The Diocese of Grand Island () is a Latin Church ecclesiastical territory or diocese of the Catholic Church in northwestern and central Nebraska. The cathedra of the Bishop of Grand Island is in Grand Island, Nebraska.
 
It is a suffragan diocese in the ecclesiastical province of the metropolitan Archdiocese of Omaha. The cathedral parish is the Cathedral of the Nativity of the Blessed Virgin Mary, its diocesan headquarters are at 2708 Old Fair Rd., P.O. Box 1531, Grand Island, NE 68802, USA.

The retired bishop of the diocese is Bishop Emeritus William Dendinger.
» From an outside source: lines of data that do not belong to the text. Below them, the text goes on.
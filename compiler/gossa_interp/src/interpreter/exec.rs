//! Instruction execution, φ transitions and terminators.

use std::sync::Arc;

use gossa_ssa::{BlockId, BoundTarget, Function, Instr, Terminator, VarId};
use gossa_types::{Idx, Tag};
use smallvec::SmallVec;
use tracing::trace;

use super::frame::{Frame, FrameMode, ReturnTo};
use super::{Execution, Flow};
use crate::errors::{internal, ExecResult, RuntimeFault};
use crate::heap::IterState;
use crate::ops::{self, decode_rune, value_kind};
use crate::sched::Goroutine;
use crate::value::{from_const, zero, Callable, MapKey, SliceRef, Value};

/// Largest `make` length or capacity accepted.
const MAX_MAKE: i64 = 1 << 31;

pub(super) fn top(g: &mut Goroutine) -> ExecResult<&mut Frame> {
    g.frames
        .last_mut()
        .ok_or_else(|| internal("goroutine has no active frame"))
}

/// Results of a call as one register value.
pub(super) fn pack(mut values: Vec<Value>) -> Value {
    match values.len() {
        0 => Value::Void,
        1 => values.pop().unwrap_or(Value::Void),
        _ => Value::Tuple(values),
    }
}

fn int_of(v: &Value) -> ExecResult<i64> {
    v.as_i64()
        .ok_or_else(|| internal(format!("expected an integer, found {v:?}")))
}

fn check_index(index: i64, len: usize) -> Result<usize, RuntimeFault> {
    usize::try_from(index)
        .ok()
        .filter(|&i| i < len)
        .ok_or(RuntimeFault::IndexOutOfRange { index, len })
}

/// Validate `x[low:high:max]` against `cap` (the length, for strings).
fn check_slice(
    low: i64,
    high: i64,
    max: Option<i64>,
    cap: usize,
    string: bool,
) -> Result<(usize, usize, usize), RuntimeFault> {
    let cap_i = cap as i64;
    let bounds = |msg: String| RuntimeFault::SliceBounds(msg);
    let what = if string { "length" } else { "capacity" };
    if let Some(m) = max {
        if m < 0 || m > cap_i {
            return Err(bounds(format!("[::{m}] with capacity {cap}")));
        }
        if high < 0 || high > m {
            return Err(bounds(format!("[:{high}:{m}]")));
        }
        if low < 0 || low > high {
            return Err(bounds(format!("[{low}:{high}:]")));
        }
        return Ok((low as usize, high as usize, m as usize));
    }
    if high < 0 || high > cap_i {
        return Err(bounds(format!("[:{high}] with {what} {cap}")));
    }
    if low < 0 || low > high {
        return Err(bounds(format!("[{low}:{high}]")));
    }
    Ok((low as usize, high as usize, cap))
}
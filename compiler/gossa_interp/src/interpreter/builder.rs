//! `InterpreterBuilder` for creating executions with various configurations.

use gossa_ssa::Program;
use gossa_types::Pool;

use super::{Execution, InterpreterConfig};
use crate::print_handler::{stdout_handler, SharedPrintHandler};

/// Builder for [`Execution`]s.
///
/// Output goes to stdout unless a print handler is given; tests pass
/// [`buffer_handler`](crate::buffer_handler) and read the output back from
/// the [`Outcome`](super::Outcome).
pub struct InterpreterBuilder<'p> {
    program: &'p Program,
    pool: &'p Pool,
    config: InterpreterConfig,
    print_handler: Option<SharedPrintHandler>,
}

impl<'p> InterpreterBuilder<'p> {
    pub fn new(program: &'p Program, pool: &'p Pool) -> Self {
        Self {
            program,
            pool,
            config: InterpreterConfig::default(),
            print_handler: None,
        }
    }

    #[must_use]
    pub fn print_handler(mut self, handler: SharedPrintHandler) -> Self {
        self.print_handler = Some(handler);
        self
    }

    /// Log every executed instruction at `trace` level.
    #[must_use]
    pub fn trace(mut self, on: bool) -> Self {
        self.config.trace = on;
        self
    }

    /// Frame depth at which a goroutine stops with a stack overflow.
    #[must_use]
    pub fn max_depth(mut self, depth: usize) -> Self {
        self.config.max_depth = depth;
        self
    }

    /// Seed for the choices `select` makes among ready cases. Runs with
    /// the same seed make the same choices.
    #[must_use]
    pub fn seed(mut self, seed: u64) -> Self {
        self.config.seed = seed;
        self
    }

    #[must_use]
    pub fn step_budget(mut self, steps: u64) -> Self {
        self.config.step_budget = Some(steps);
        self
    }

    #[must_use]
    pub fn config(mut self, config: InterpreterConfig) -> Self {
        self.config = config;
        self
    }

    pub fn build(self) -> Execution<'p> {
        let print = self.print_handler.unwrap_or_else(stdout_handler);
        Execution::new(self.program, self.pool, self.config, print)
    }
}
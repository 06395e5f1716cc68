//! gossa IR - foundation types shared by every phase.
//!
//! This crate has no knowledge of Go types or syntax. It provides the small
//! vocabulary the other crates agree on:
//!
//! - [`Span`] for source locations supplied by the external front end
//! - [`Name`] / [`StringInterner`] for identifiers
//! - [`FuncId`], [`GlobalId`], [`LocalId`] for declarations resolved by the
//!   type checker
//! - [`BinaryOp`] / [`UnaryOp`] for operators
//! - [`ConstValue`] for constant operands
//! - [`ensure_sufficient_stack`] for recursive tree walks
//!
//! # Design Philosophy
//!
//! - **Intern Everything**: identifiers are `Name(u32)`, types are `Idx(u32)`
//!   (in `gossa_types`), declarations are dense `u32` ids.
//! - **Copy handles**: every id is `Copy` and compares in O(1).

/// Compile-time assertion that a type has a specific size.
///
/// Used to prevent accidental size regressions in frequently-copied types.
#[macro_export]
macro_rules! static_assert_size {
    ($ty:ty, $size:expr) => {
        const _: [(); $size] = [(); ::std::mem::size_of::<$ty>()];
    };
}

mod constant;
mod ids;
mod interner;
mod name;
mod ops;
mod span;
mod stack;

pub use constant::ConstValue;
pub use ids::{FuncId, GlobalId, LocalId};
pub use interner::{SharedInterner, StringInterner};
pub use name::Name;
pub use ops::{BinaryOp, UnaryOp};
pub use span::Span;
pub use stack::ensure_sufficient_stack;
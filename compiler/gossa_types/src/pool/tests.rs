use pretty_assertions::assert_eq;

use super::*;

#[test]
fn basics_at_fixed_indices() {
    let pool = Pool::new();
    for (i, tag) in Tag::BASICS.into_iter().enumerate() {
        assert_eq!(pool.tag(Idx::from_raw(i as u32)), tag);
    }
    assert_eq!(pool.tag(Idx::BYTE), Tag::Uint8);
    assert_eq!(pool.len(), Idx::FIRST_DYNAMIC as usize);
}

#[test]
fn predeclared_types() {
    let pool = Pool::new();
    assert_eq!(pool.format_type(Idx::ERROR), "error");
    assert_eq!(pool.format_type(Idx::ANY), "interface{}");
    assert_eq!(pool.format_type(Idx::ERROR_IFACE), "interface{Error() string}");
    assert_eq!(pool.format_type(Idx::RUNTIME_ERROR), "runtime.Error");
    assert_eq!(pool.format_type(Idx::EMPTY_TUPLE), "()");
    assert_eq!(pool.underlying(Idx::ERROR), Idx::ERROR_IFACE);
    assert!(pool.is_interface(Idx::ERROR));
    assert_eq!(pool.named_info(Idx::RUNTIME_ERROR).methods.len(), 1);
}

#[test]
fn structural_types_are_hash_consed() {
    let mut pool = Pool::new();
    let a = pool.slice(Idx::INT);
    let b = pool.slice(Idx::INT);
    assert_eq!(a, b);

    let m1 = pool.map(Idx::STRING, a);
    let m2 = pool.map(Idx::STRING, b);
    assert_eq!(m1, m2);
    assert_ne!(m1, pool.map(Idx::STRING, Idx::INT));

    let s1 = pool.signature(&[Idx::INT], &[Idx::STRING], false);
    let s2 = pool.signature(&[Idx::INT], &[Idx::STRING], false);
    assert_eq!(s1, s2);
}

#[test]
fn struct_identity_includes_names_and_tags() {
    let mut pool = Pool::new();
    let x = pool.intern_name("x");
    let y = pool.intern_name("y");
    let json = pool.intern_name("json:\"x\"");

    let s1 = pool.struct_type(&[Field::new(x, Idx::INT)]);
    let s2 = pool.struct_type(&[Field::new(x, Idx::INT)]);
    let s3 = pool.struct_type(&[Field::new(y, Idx::INT)]);
    let s4 = pool.struct_type(&[Field {
        tag: json,
        ..Field::new(x, Idx::INT)
    }]);
    assert_eq!(s1, s2);
    assert_ne!(s1, s3);
    assert_ne!(s1, s4);
    assert_eq!(pool.format_type(s4), "struct{x int \"json:\\\"x\\\"\"}");
}

#[test]
fn interface_methods_are_canonical() {
    let mut pool = Pool::new();
    let a = pool.intern_name("A");
    let b = pool.intern_name("B");
    let sig = pool.signature(&[], &[], false);
    let m_a = IfaceMethod { name: a, sig };
    let m_b = IfaceMethod { name: b, sig };

    let i1 = pool.interface(&[m_b, m_a], None);
    let i2 = pool.interface(&[m_a, m_b], None);
    assert_eq!(i1, i2);
    assert_eq!(pool.format_type(i1), "interface{A(); B()}");
}

#[test]
fn named_types_are_nominal() {
    let mut pool = Pool::new();
    let t1 = pool.named("main", "T", Idx::INT);
    let t2 = pool.named("main", "T", Idx::INT);
    assert_ne!(t1, t2);
    assert_eq!(pool.underlying(t1), pool.underlying(t2));
    assert!(pool.flags(t1).contains(TypeFlags::IS_NAMED | TypeFlags::IS_INTEGER));
}

#[test]
fn underlying_of_named_chain_is_flattened() {
    let mut pool = Pool::new();
    let a = pool.named("main", "A", Idx::STRING);
    let b = pool.named("main", "B", a);
    assert_eq!(pool.underlying(b), Idx::STRING);
}

#[test]
fn unset_underlying_reads_as_invalid() {
    let mut pool = Pool::new();
    let name = pool.intern_name("Later");
    let t = pool.new_named(Name::EMPTY, name);
    assert_eq!(pool.underlying(t), Idx::INVALID);
}

#[test]
fn format_go_syntax() {
    let mut pool = Pool::new();
    let t = pool.named("main", "T", Idx::INT);
    let pt = pool.pointer(t);
    assert_eq!(pool.format_type(pt), "*main.T");

    let sig = pool.signature(&[Idx::INT], &[Idx::STRING], false);
    assert_eq!(pool.format_type(sig), "func(int) string");

    let ints = pool.slice(Idx::INT);
    let variadic = pool.signature(&[Idx::STRING, ints], &[Idx::INT, Idx::ERROR], true);
    assert_eq!(pool.format_type(variadic), "func(string, ...int) (int, error)");

    let send = pool.chan(ChanDir::Send, Idx::INT);
    let recv = pool.chan(ChanDir::Recv, Idx::INT);
    let both = pool.chan(ChanDir::Both, recv);
    assert_eq!(pool.format_type(send), "chan<- int");
    assert_eq!(pool.format_type(recv), "<-chan int");
    assert_eq!(pool.format_type(both), "chan (<-chan int)");

    let arr = pool.array(Idx::UINT8, 4);
    assert_eq!(pool.format_type(arr), "[4]uint8");

    let m = pool.map(Idx::STRING, ints);
    assert_eq!(pool.format_type(m), "map[string][]int");

    let tup = pool.tuple(&[Idx::INT, Idx::BOOL]);
    assert_eq!(pool.format_type(tup), "(int, bool)");
}

#[test]
fn queries_see_through_named() {
    let mut pool = Pool::new();
    let ints = pool.slice(Idx::INT);
    let list = pool.named("main", "List", ints);
    assert_eq!(pool.elem(list), Idx::INT);

    let arr = pool.array(Idx::BOOL, 1 << 40);
    assert_eq!(pool.array_len(arr), 1 << 40);

    let sig = pool.signature(&[Idx::INT, Idx::INT], &[Idx::BOOL], false);
    assert_eq!(pool.params(sig), vec![Idx::INT, Idx::INT]);
    assert_eq!(pool.results(sig), vec![Idx::BOOL]);
    assert!(!pool.is_variadic(sig));
}

#[test]
fn nil_flags() {
    let mut pool = Pool::new();
    let p = pool.pointer(Idx::INT);
    let s = pool.slice(Idx::INT);
    let arr = pool.array(Idx::INT, 2);
    assert!(pool.flags(p).contains(TypeFlags::HAS_NIL));
    assert!(pool.flags(s).contains(TypeFlags::HAS_NIL));
    assert!(!pool.flags(arr).contains(TypeFlags::HAS_NIL));
    assert!(pool.flags(Idx::ANY).contains(TypeFlags::HAS_NIL | TypeFlags::IS_INTERFACE));
}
The Rev. Msgr. Joseph G. Hanefeldt was announced as successor on January 14, 2015, and was installed on March 19, 2015.

History 

On January 6, 1857, Pope Pius IX established the Apostolic Vicariate of Nebraska in territory split off from the Apostolic Vicariate of Indian Territory East of the Rocky Mountains.

On March 8, 1912, Pope Pius X established the Diocese of Kearney on territory taken from the then Diocese of Omaha, its present Metropolitan.

The diocese was enlarged with more territory from Omaha on May 13, 1916.
 
On April 11, 1917, the diocese was renamed when the see city was transferred to Grand Island.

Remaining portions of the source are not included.